#### GIVEN RECORDS
● ● ● ● ●

//! Marker detection stages
//!
//! This module contains the geometric half of the pipeline:
//! - Contour tracing (boundaries of dark regions)
//! - Quad finding (polygon reduction and convexity/angle filtering)
//! - Rectification (homography onto the fixed sampling grid)

/// Boundary contour tracing over the binarized buffer
pub mod contour;
/// Quad candidate extraction and ranking
pub mod quad;
/// Perspective rectification onto the sampling grid
pub mod rectify;
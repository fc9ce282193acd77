use criterion::{Criterion, black_box, criterion_group, criterion_main};
use qyoo_detect::decoder::{decode_payload, encode_payload};
use qyoo_detect::detector::contour::trace_contours;
use qyoo_detect::detector::rectify::RectifiedPatch;
use qyoo_detect::{DetectionPipeline, DetectorConfig, RasterBuffer, detect_from_grayscale};

fn marker_frame(size: usize) -> Vec<u8> {
    let config = DetectorConfig::default();
    let total = config.total_cells();
    let cells = encode_payload(&[0x51, 0x79, 0x6F, 0x6F, 0x21, 0x07, 0xC3], &config);

    let mut frame = vec![255u8; size * size];
    let cell_px = 8;
    let origin = size / 4;
    for cy in 0..total {
        for cx in 0..total {
            let value = if cells[cy * total + cx] { 0 } else { 255 };
            for py in 0..cell_px {
                for px in 0..cell_px {
                    let x = origin + cx * cell_px + px;
                    let y = origin + cy * cell_px + py;
                    frame[y * size + x] = value;
                }
            }
        }
    }
    frame
}

fn bench_detect_blank(c: &mut Criterion) {
    let frame = vec![200u8; 640 * 480];
    c.bench_function("detect_blank_640x480", |b| {
        b.iter(|| detect_from_grayscale(black_box(&frame), black_box(640), black_box(480)))
    });
}

fn bench_detect_marker(c: &mut Criterion) {
    let frame = marker_frame(480);
    c.bench_function("detect_marker_480x480", |b| {
        b.iter(|| detect_from_grayscale(black_box(&frame), black_box(480), black_box(480)))
    });
}

fn bench_pipeline_reuse(c: &mut Criterion) {
    let frame = marker_frame(480);
    let mut pipeline = DetectionPipeline::new();
    c.bench_function("pipeline_marker_480x480", |b| {
        b.iter(|| {
            let buffer = RasterBuffer::from_gray(frame.clone(), 480, 480).unwrap();
            pipeline.detect(black_box(buffer))
        })
    });
}

fn bench_trace_contours(c: &mut Criterion) {
    let frame = marker_frame(480);
    let buffer = RasterBuffer::from_gray(frame, 480, 480).unwrap();
    let config = DetectorConfig::default();
    c.bench_function("trace_contours_480x480", |b| {
        b.iter(|| trace_contours(black_box(&buffer), black_box(&config)))
    });
}

fn bench_decode_payload(c: &mut Criterion) {
    let config = DetectorConfig::default();
    let cells = encode_payload(&[1, 2, 3, 4, 5, 6, 7], &config);
    let patch = RectifiedPatch::from_cells(&cells, &config);
    c.bench_function("decode_payload_80x80", |b| {
        b.iter(|| decode_payload(black_box(&patch), black_box(&config)))
    });
}

criterion_group!(
    benches,
    bench_detect_blank,
    bench_detect_marker,
    bench_pipeline_reuse,
    bench_trace_contours,
    bench_decode_payload
);
criterion_main!(benches);
//! Detector tuning parameters
//!
//! Every knob that affects detection sensitivity is an explicit field here
//! rather than a constant buried in a stage, so tests can tighten or relax
//! individual stages independently.

/// Contrast pre-processing applied before contour tracing
#[derive(Debug, Clone, Copy, PartialEq, Eq, Default)]
pub enum ContrastMode {
    /// Linear min/max histogram stretch to the full 0..=255 range
    #[default]
    Stretch,
    /// Leave intensities untouched (synthetic input already spans the range)
    None,
}

/// Configuration for one detection pipeline
#[derive(Debug, Clone, PartialEq)]
pub struct DetectorConfig {
    /// Data bit cells per marker side (excluding the border)
    pub grid_cells: usize,
    /// Quiet border cells inside the quad on each side
    pub border_cells: usize,
    /// Rectified samples per cell side; cell mean is taken over
    /// `samples_per_cell^2` pixels
    pub samples_per_cell: usize,
    /// Contours with fewer boundary points than this are discarded as noise
    pub min_contour_perimeter: usize,
    /// Minimum quad area in square pixels
    pub min_quad_area: f32,
    /// Maximum deviation of each internal angle from 90 degrees
    pub angle_tolerance_deg: f32,
    /// Contrast pre-processing mode
    pub contrast: ContrastMode,
}

impl DetectorConfig {
    /// Total cells per side, border included
    pub fn total_cells(&self) -> usize {
        self.grid_cells + 2 * self.border_cells
    }

    /// Side length of the rectified patch in samples
    pub fn patch_side(&self) -> usize {
        self.total_cells() * self.samples_per_cell
    }

    /// Number of payload bytes carried by the marker, checksum excluded
    pub fn payload_len(&self) -> usize {
        ((self.grid_cells * self.grid_cells) / 8).saturating_sub(1)
    }
}

impl Default for DetectorConfig {
    fn default() -> Self {
        Self {
            grid_cells: 8,
            border_cells: 1,
            samples_per_cell: 8,
            min_contour_perimeter: 40,
            min_quad_area: 100.0,
            angle_tolerance_deg: 40.0,
            contrast: ContrastMode::Stretch,
        }
    }
}

#[cfg(test)]
mod tests {
    use super::*;

    #[test]
    fn test_default_geometry() {
        let cfg = DetectorConfig::default();
        assert_eq!(cfg.total_cells(), 10);
        assert_eq!(cfg.patch_side(), 80);
        // 64 bits -> 8 bytes, last one is the checksum
        assert_eq!(cfg.payload_len(), 7);
    }
}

● ● ● ● ●

#### TASK TO CARRY OUT
Please make an exact copy of the lines above from the line with "patch in samples" through the line with "is the checksum", both ends included.

#### REPLY TO THE EXERCISE
    /// Side length of the rectified patch in samples
    pub fn patch_side(&self) -> usize {
        self.total_cells() * self.samples_per_cell
    }

    /// Number of payload bytes carried by the marker, checksum excluded
    pub fn payload_len(&self) -> usize {
        ((self.grid_cells * self.grid_cells) / 8).saturating_sub(1)
    }
}

impl Default for DetectorConfig {
    fn default() -> Self {
        Self {
            grid_cells: 8,
            border_cells: 1,
            samples_per_cell: 8,
            min_contour_perimeter: 40,
            min_quad_area: 100.0,
            angle_tolerance_deg: 40.0,
            contrast: ContrastMode::Stretch,
        }
    }
}

#[cfg(test)]
mod tests {
    use super::*;

    #[test]
    fn test_default_geometry() {
        let cfg = DetectorConfig::default();
        assert_eq!(cfg.total_cells(), 10);
        assert_eq!(cfg.patch_side(), 80);
        // 64 bits -> 8 bytes, last one is the checksum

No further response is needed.